PROBLEM TO WORK ON: Print the records below from the first line through the line containing "the given color.", both included, word for word.

INPUT DATA:

#[cfg(feature = "serde")]
use std::fmt;

use crate::{color::Color, piece::Piece};

/// Piece types: `Pawn`, `Knight`, `Bishop`, `Rook`, `Queen`, `King`.
#[derive(Copy, Clone, Eq, PartialEq, Ord, PartialOrd, Debug, Hash)]
#[cfg_attr(feature = "arbitrary", derive(arbitrary::Arbitrary))]
pub enum Role {
    Pawn,
    Knight,
    Bishop,
    Rook,
    Queen,
    King,
}

impl Role {
    /// Gets the piece type from its letter. Both cases are accepted.
    ///
    /// # Examples
    ///
    /// ```
    /// use xadrez::Role;
    ///
    /// assert_eq!(Role::from_char('K'), Some(Role::King));
    /// assert_eq!(Role::from_char('n'), Some(Role::Knight));
    /// assert_eq!(Role::from_char('X'), None);
    /// ```
    pub fn from_char(ch: char) -> Option<Role> {
        match ch {
            'P' | 'p' => Some(Role::Pawn),
            'N' | 'n' => Some(Role::Knight),
            'B' | 'b' => Some(Role::Bishop),
            'R' | 'r' => Some(Role::Rook),
            'Q' | 'q' => Some(Role::Queen),
            'K' | 'k' => Some(Role::King),
            _ => None,
        }
    }

    /// Gets a [`Piece`] of the given color.
    ///
    /// # Examples
    ///
    /// ```
    /// use xadrez::{Color, Role};
    ///
    /// assert_eq!(Role::King.of(Color::Black), Color::Black.king());
    /// ```
    #[inline]
    pub fn of(self, color: Color) -> Piece {
        Piece::new(color, self)
    }

    pub fn char(self) -> char {
        match self {
            Role::Pawn => 'p',
            Role::Knight => 'n',
            Role::Bishop => 'b',
            Role::Rook => 'r',
            Role::Queen => 'q',
            Role::King => 'k',
        }
    }

    pub fn upper_char(self) -> char {
        match self {
            Role::Pawn => 'P',
            Role::Knight => 'N',
            Role::Bishop => 'B',
            Role::Rook => 'R',
            Role::Queen => 'Q',
            Role::King => 'K',
        }
    }

    /// All piece types, in ascending order of conventional value.
    pub const ALL: [Role; 6] = [
        Role::Pawn,
        Role::Knight,
        Role::Bishop,
        Role::Rook,
        Role::Queen,
        Role::King,
    ];
}

#[cfg(feature = "serde")]
impl serde::Serialize for Role {
    fn serialize<S>(&self, serializer: S) -> Result<S::Ok, S::Error>
    where
        S: serde::Serializer,
    {
        serializer.serialize_char(self.char())
    }
}

#[cfg(feature = "serde")]
impl<'de> serde::Deserialize<'de> for Role {
    fn deserialize<D>(deserializer: D) -> Result<Role, D::Error>
    where
        D: serde::Deserializer<'de>,
    {
        struct RoleVisitor;

        impl serde::de::Visitor<'_> for RoleVisitor {
            type Value = Role;

            fn expecting(&self, f: &mut fmt::Formatter<'_>) -> fmt::Result {
                f.write_str("piece letter")
            }

            fn visit_char<E>(self, value: char) -> Result<Role, E>
            where
                E: serde::de::Error,
            {
                Role::from_char(value)
                    .ok_or_else(|| serde::de::Error::custom("invalid piece letter"))
            }

            fn visit_str<E>(self, value: &str) -> Result<Role, E>
            where
                E: serde::de::Error,
            {
                let mut chars = value.chars();
                match (chars.next(), chars.next()) {
                    (Some(ch), None) => self.visit_char(ch),
                    _ => Err(serde::de::Error::custom("invalid piece letter")),
                }
            }
        }

        deserializer.deserialize_char(RoleVisitor)
    }
}

#[cfg(test)]
mod tests {
    use super::*;

    #[test]
    fn test_from_char() {
        for role in Role::ALL {
            assert_eq!(Role::from_char(role.char()), Some(role));
            assert_eq!(Role::from_char(role.upper_char()), Some(role));
        }
        assert_eq!(Role::from_char('a'), None);
        assert_eq!(Role::from_char(' '), None);
    }
}
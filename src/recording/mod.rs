// Copyright (c) 2026 Robert L. Snyder, Sierra Vista, AZ
// Licensed under the MIT License. See LICENSE file in the project root for details.

//! Recording data model, capture, persistence and interchange.
//!
//! This module provides:
//! - The `Recording` / `RecordedNote` value types and their metadata
//! - Live key capture into recordings
//! - The recording store over an external key-value collaborator
//! - Text export and import of single recordings

pub mod capture;
pub mod export;
pub mod store;

pub use capture::{NoteStartOutcome, Recorder, RecordingState};
pub use export::{ExportFormat, RecordingCodec};
pub use store::RecordingStore;

use rand::Rng;
use serde::{Deserialize, Serialize};

const ID_ALPHABET: &[u8] = b"0123456789abcdefghijklmnopqrstuvwxyz";
const ID_SUFFIX_LEN: usize = 9;

/// Sound descriptor supplied by the audio collaborator for each key press.
///
/// The engine only snapshots it; `instrument` is the one field it reads,
/// for metadata.
#[derive(Debug, Clone, PartialEq, Serialize, Deserialize)]
#[serde(default, rename_all = "camelCase")]
pub struct SoundConfig {
    /// Instrument identifier
    pub instrument: String,
    /// Note name (e.g. "C", "F#")
    pub note: String,
    /// Octave number
    pub octave: i8,
    /// Frequency in Hz
    pub frequency: f64,
    /// Volume (0.0 - 1.0)
    pub volume: f64,
    /// Nominal sound length in seconds
    pub duration: f64,
    /// Display color
    pub color: String,
}

impl Default for SoundConfig {
    /// The descriptor substituted for notes still held when a recording is
    /// paused or stopped.
    fn default() -> Self {
        Self {
            instrument: "piano".to_string(),
            note: "C".to_string(),
            octave: 4,
            frequency: 261.63,
            volume: 0.7,
            duration: 0.5,
            color: "#ffffff".to_string(),
        }
    }
}

impl SoundConfig {
    /// Create a descriptor for an instrument and pitch with default levels
    pub fn new(instrument: impl Into<String>, note: impl Into<String>, octave: i8, frequency: f64) -> Self {
        Self {
            instrument: instrument.into(),
            note: note.into(),
            octave,
            frequency,
            ..Default::default()
        }
    }
}

/// One held-key interval
#[derive(Debug, Clone, PartialEq, Serialize, Deserialize)]
#[serde(rename_all = "camelCase")]
pub struct RecordedNote {
    /// Offset (ms) from recording start when the key went down
    pub timestamp: u64,
    /// Logical key identifier
    pub key: String,
    /// Sound snapshot at capture time
    pub sound_config: SoundConfig,
    /// How long the key was held (ms)
    pub duration: u64,
}

impl RecordedNote {
    /// Create a new recorded note
    pub fn new(timestamp: u64, key: impl Into<String>, sound_config: SoundConfig, duration: u64) -> Self {
        Self {
            timestamp,
            key: key.into(),
            sound_config,
            duration,
        }
    }

    /// Offset at which the key was released
    pub fn end(&self) -> u64 {
        self.timestamp.saturating_add(self.duration)
    }
}

/// Summary derived from the notes when a recording is finalized
#[derive(Debug, Clone, PartialEq, Serialize, Deserialize)]
#[serde(rename_all = "camelCase")]
pub struct RecordingMetadata {
    /// Number of finished notes
    pub key_count: usize,
    /// Instrument ids in order of first appearance
    pub instruments_used: Vec<String>,
    /// Notes per second over the sounding span, two decimals
    pub avg_notes_per_second: f64,
}

impl RecordingMetadata {
    /// Derive metadata from a finished note list
    pub fn from_notes(notes: &[RecordedNote]) -> Self {
        let mut instruments_used: Vec<String> = Vec::new();
        for note in notes {
            if !instruments_used.contains(&note.sound_config.instrument) {
                instruments_used.push(note.sound_config.instrument.clone());
            }
        }

        let key_count = notes.len();
        let span_ms = notes.iter().map(RecordedNote::end).max().unwrap_or(0);
        let avg_notes_per_second = if span_ms == 0 {
            0.0
        } else {
            let raw = key_count as f64 / (span_ms as f64 / 1000.0);
            (raw * 100.0).round() / 100.0
        };

        Self {
            key_count,
            instruments_used,
            avg_notes_per_second,
        }
    }
}

/// A finalized performance capture
#[derive(Debug, Clone, PartialEq, Serialize, Deserialize)]
#[serde(rename_all = "camelCase")]
pub struct Recording {
    /// Unique identifier
    pub id: String,
    /// Display label
    pub name: String,
    /// Creation time, epoch milliseconds
    pub created_at: u64,
    /// Total recorded time excluding pauses (ms)
    pub duration: u64,
    /// Notes in the order their key release was observed
    pub notes: Vec<RecordedNote>,
    /// Tempo hint
    #[serde(default, skip_serializing_if = "Option::is_none")]
    pub bpm: Option<f64>,
    /// Derived summary
    #[serde(default, skip_serializing_if = "Option::is_none")]
    pub metadata: Option<RecordingMetadata>,
}

impl Recording {
    /// Create an empty recording shell with a fresh id
    pub fn new(name: impl Into<String>, created_at: u64) -> Self {
        Self {
            id: generate_id(created_at),
            name: name.into(),
            created_at,
            duration: 0,
            notes: Vec::new(),
            bpm: None,
            metadata: None,
        }
    }

    /// Number of notes
    pub fn note_count(&self) -> usize {
        self.notes.len()
    }

    /// Set a tempo hint
    pub fn with_bpm(mut self, bpm: f64) -> Self {
        self.bpm = Some(bpm);
        self
    }
}

/// Generate a recording id: `rec_<created_at>_<random base36>`
pub fn generate_id(created_at: u64) -> String {
    let mut rng = rand::thread_rng();
    let suffix: String = (0..ID_SUFFIX_LEN)
        .map(|_| ID_ALPHABET[rng.gen_range(0..ID_ALPHABET.len())] as char)
        .collect();
    format!("rec_{}_{}", created_at, suffix)
}
// Copyright (c) 2026 Robert L. Snyder, Sierra Vista, AZ
// Licensed under the MIT License. See LICENSE file in the project root for details.

//! Performance benchmarks for keytape
//!
//! Run with: cargo bench
//!
//! These benchmarks measure:
//! - Timer queue insert and drain
//! - Note capture throughput
//! - Metadata derivation
//! - Export and import of large recordings

use std::time::Duration;

use criterion::{black_box, criterion_group, criterion_main, BatchSize, BenchmarkId, Criterion};
use keytape::recording::Recorder;
use keytape::{
    ExportFormat, ManualClock, QueueScheduler, RecordedNote, Recording, RecordingCodec,
    RecordingMetadata, Scheduler, SoundConfig, TimerTask,
};

fn synthetic_recording(count: usize) -> Recording {
    let instruments = ["piano", "synth", "bass", "organ"];
    let notes: Vec<RecordedNote> = (0..count)
        .map(|i| {
            let sound = SoundConfig::new(instruments[i % instruments.len()], "C", 4, 261.63);
            RecordedNote::new(i as u64 * 50, format!("k{}", i % 32), sound, 120)
        })
        .collect();

    let mut recording = Recording::new("Bench", 1_700_000_000_000);
    recording.duration = count as u64 * 50 + 120;
    recording.metadata = Some(RecordingMetadata::from_notes(&notes));
    recording.notes = notes;
    recording
}

/// Benchmark the virtual-time timer queue
fn bench_queue_scheduler(c: &mut Criterion) {
    let mut group = c.benchmark_group("queue_scheduler");

    for size in [100, 1000, 10000].iter() {
        group.bench_with_input(BenchmarkId::new("schedule", size), size, |b, &size| {
            b.iter(|| {
                let mut scheduler = QueueScheduler::new(ManualClock::new(0));
                for i in 0..size {
                    scheduler.schedule(Duration::from_millis(i as u64 * 10), TimerTask::PlaybackNote(i));
                }
                black_box(scheduler.pending())
            })
        });

        group.bench_with_input(BenchmarkId::new("drain", size), size, |b, &size| {
            b.iter_batched(
                || {
                    let clock = ManualClock::new(0);
                    let mut scheduler = QueueScheduler::new(clock.clone());
                    for i in 0..size {
                        scheduler.schedule(Duration::from_millis(i as u64 * 10), TimerTask::PlaybackNote(i));
                    }
                    clock.set(size as u64 * 10);
                    scheduler
                },
                |mut scheduler| black_box(scheduler.poll().len()),
                BatchSize::SmallInput,
            )
        });

        group.bench_with_input(BenchmarkId::new("cancel_all", size), size, |b, &size| {
            b.iter_batched(
                || {
                    let mut scheduler = QueueScheduler::new(ManualClock::new(0));
                    let handles: Vec<_> = (0..size)
                        .map(|i| scheduler.schedule(Duration::from_millis(i as u64), TimerTask::PlaybackNote(i)))
                        .collect();
                    (scheduler, handles)
                },
                |(mut scheduler, handles)| {
                    for handle in handles {
                        scheduler.cancel(handle);
                    }
                    black_box(scheduler.pending())
                },
                BatchSize::SmallInput,
            )
        });
    }

    group.finish();
}

/// Benchmark key capture with overlapping held keys
fn bench_capture(c: &mut Criterion) {
    let sound = SoundConfig::default();
    let keys: Vec<String> = (0..16).map(|i| format!("k{}", i)).collect();

    c.bench_function("capture_1000_notes", |b| {
        b.iter(|| {
            let mut recorder = Recorder::new(u64::MAX);
            recorder.start("Bench", 0);
            let mut now = 0;
            for i in 0..1000 {
                let key = &keys[i % keys.len()];
                recorder.note_start(key, &sound, now);
                now += 5;
                recorder.note_end(key, &sound, now);
            }
            black_box(recorder.stop(now).map(|r| r.notes.len()))
        })
    });
}

/// Benchmark metadata derivation
fn bench_metadata(c: &mut Criterion) {
    let mut group = c.benchmark_group("metadata");

    for count in [10, 100, 1000].iter() {
        let notes = synthetic_recording(*count).notes;
        group.bench_with_input(BenchmarkId::new("from_notes", count), &notes, |b, notes| {
            b.iter(|| RecordingMetadata::from_notes(black_box(notes)))
        });
    }

    group.finish();
}

/// Benchmark the interchange codec
fn bench_codec(c: &mut Criterion) {
    let mut group = c.benchmark_group("codec");
    let recording = synthetic_recording(1000);

    for format in [ExportFormat::Json, ExportFormat::Yaml] {
        let codec = RecordingCodec::with_format(format);
        let name = format.extension();
        let text = codec.export(&recording).unwrap_or_default();

        group.bench_function(BenchmarkId::new("export", name), |b| {
            b.iter(|| codec.export(black_box(&recording)))
        });
        group.bench_function(BenchmarkId::new("import", name), |b| {
            b.iter(|| codec.import(black_box(&text)))
        });
    }

    group.finish();
}

criterion_group!(
    benches,
    bench_queue_scheduler,
    bench_capture,
    bench_metadata,
    bench_codec,
);

criterion_main!(benches);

SOLUTION FOR THIS EXERCISE:
#[cfg(feature = "serde")]
use std::fmt;

use crate::{color::Color, piece::Piece};

/// Piece types: `Pawn`, `Knight`, `Bishop`, `Rook`, `Queen`, `King`.
#[derive(Copy, Clone, Eq, PartialEq, Ord, PartialOrd, Debug, Hash)]
#[cfg_attr(feature = "arbitrary", derive(arbitrary::Arbitrary))]
pub enum Role {
    Pawn,
    Knight,
    Bishop,
    Rook,
    Queen,
    King,
}

impl Role {
    /// Gets the piece type from its letter. Both cases are accepted.
    ///
    /// # Examples
    ///
    /// ```
    /// use xadrez::Role;
    ///
    /// assert_eq!(Role::from_char('K'), Some(Role::King));
    /// assert_eq!(Role::from_char('n'), Some(Role::Knight));
    /// assert_eq!(Role::from_char('X'), None);
    /// ```
    pub fn from_char(ch: char) -> Option<Role> {
        match ch {
            'P' | 'p' => Some(Role::Pawn),
            'N' | 'n' => Some(Role::Knight),
            'B' | 'b' => Some(Role::Bishop),
            'R' | 'r' => Some(Role::Rook),
            'Q' | 'q' => Some(Role::Queen),
            'K' | 'k' => Some(Role::King),
            _ => None,
        }
    }

    /// Gets a [`Piece`] of the given color.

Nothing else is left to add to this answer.